You did not read my ticket correctly or do not understand it.
when compiling with the Debug CRT, it *does not zero the memory*, it sets it to different debug values depending on the type/method of allocation (see the link I provided (http://stackoverflow.com/questions/370195/when-and-why-will-an-os-initialise-memory-to-0xcd-0xdd-etc-on-malloc-free-new). Additionally, it will fill buffers for different string and memory copy/allocation functions for debug purposes.
This means you *cannot run extensions compiled against the Debug CRT*, only built against the release CRT. It's not world ending, but its annoying when working on complex extensions. That means, if you do something to the affect of:
ACE_VD_EXPORT void __stdcall RVExtension(char *output, int outputSize, const char *function) {
sprintf_s(output, outputSize, "My Balls");
}
The debug CRT writes:
output = My Balls 0x00 0xFE 0xFE 0xFE 0xFE
Thus triggering this warning.
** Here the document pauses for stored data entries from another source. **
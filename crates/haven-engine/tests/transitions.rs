//! Property tests: any message sequence drives the session only along
//! allowed edges, and the transition log stays an unbroken chain.

use std::sync::Arc;

use haven_engine::{
    is_allowed, EngineConfig, ResponseFlags, StateMachine, TemplateResponder,
};
use haven_risk::{ClassifierConfig, RiskClassifier};
use haven_types::Session;
use proptest::prelude::*;

// ---------------------------------------------------------------------------
// Helpers
// ---------------------------------------------------------------------------

fn arb_message() -> impl Strategy<Value = String> {
    let scripted = proptest::sample::select(vec![
        "yes, that's okay",
        "no thanks",
        "I've been feeling overwhelmed",
        "could you share a resource?",
        "goodbye",
        "I want to die",
        "I have a plan to kill myself tonight",
        "just a rough week, nothing serious",
    ]);
    prop_oneof![scripted.prop_map(str::to_string), "[a-z ]{0,30}"]
}

fn arb_carried() -> impl Strategy<Value = ResponseFlags> {
    (any::<bool>(), any::<bool>(), any::<bool>()).prop_map(
        |(escalation_triggered, transfer_completed, resources_requested)| ResponseFlags {
            escalation_triggered,
            transfer_completed,
            resources_requested,
            ..ResponseFlags::default()
        },
    )
}

fn machine() -> StateMachine {
    StateMachine::new(
        Arc::new(TemplateResponder),
        Arc::new(RiskClassifier::new(ClassifierConfig::default())),
        EngineConfig::default(),
    )
}

// ---------------------------------------------------------------------------
// Properties
// ---------------------------------------------------------------------------

proptest! {
    /// Every recorded transition is in the allowed-edge table.
    #[test]
    fn all_transitions_follow_the_edge_table(
        turns in proptest::collection::vec((arb_message(), arb_carried()), 1..12),
    ) {
        let rt = tokio::runtime::Runtime::new().unwrap();
        rt.block_on(async {
            let classifier = RiskClassifier::new(ClassifierConfig::default());
            let m = machine();
            let mut session = Session::new(None, 50, 30);

            for (message, carried) in turns {
                session.message_count += 1;
                let assessment = classifier
                    .classify(&session.id, &message, session.last_risk_flag())
                    .unwrap();
                m.process(&mut session, &message, &assessment, carried)
                    .await
                    .unwrap();
            }

            for record in &session.transitions {
                prop_assert!(
                    is_allowed(record.from, record.to),
                    "illegal edge {} -> {} recorded",
                    record.from,
                    record.to
                );
            }
            Ok(())
        })?;
    }

    /// The log is an unbroken, time-ordered chain from Init.
    #[test]
    fn transition_log_is_an_ordered_chain(
        turns in proptest::collection::vec((arb_message(), arb_carried()), 1..12),
    ) {
        let rt = tokio::runtime::Runtime::new().unwrap();
        rt.block_on(async {
            let classifier = RiskClassifier::new(ClassifierConfig::default());
            let m = machine();
            let mut session = Session::new(None, 50, 30);

            for (message, carried) in turns {
                session.message_count += 1;
                let assessment = classifier
                    .classify(&session.id, &message, session.last_risk_flag())
                    .unwrap();
                m.process(&mut session, &message, &assessment, carried)
                    .await
                    .unwrap();
            }

            if let Some(first) = session.transitions.first() {
                prop_assert_eq!(first.from, haven_types::SessionState::Init);
            }
            for pair in session.transitions.windows(2) {
                prop_assert_eq!(pair[0].to, pair[1].from);
                prop_assert!(pair[0].at <= pair[1].at);
            }
            if let Some(last) = session.transitions.last() {
                prop_assert_eq!(last.to, session.state);
            }
            Ok(())
        })?;
    }
}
Which has nothing to do with a buffer overflow, its just that the 2nd to last byte they provided me is not null.
This can be worked around in the extension by setting the 2nd-to-last output byte to 0x00 no matter what.
Ideally though, this should be appropriately handled with a correct guard byte after the buffer - not a guard byte inside the buffer sent to the function.
This does not occur in release builds because ArmA3 zero'es the buffer prior to passing it to you; its specifically your extensions debug flag which is re-writing the buffer.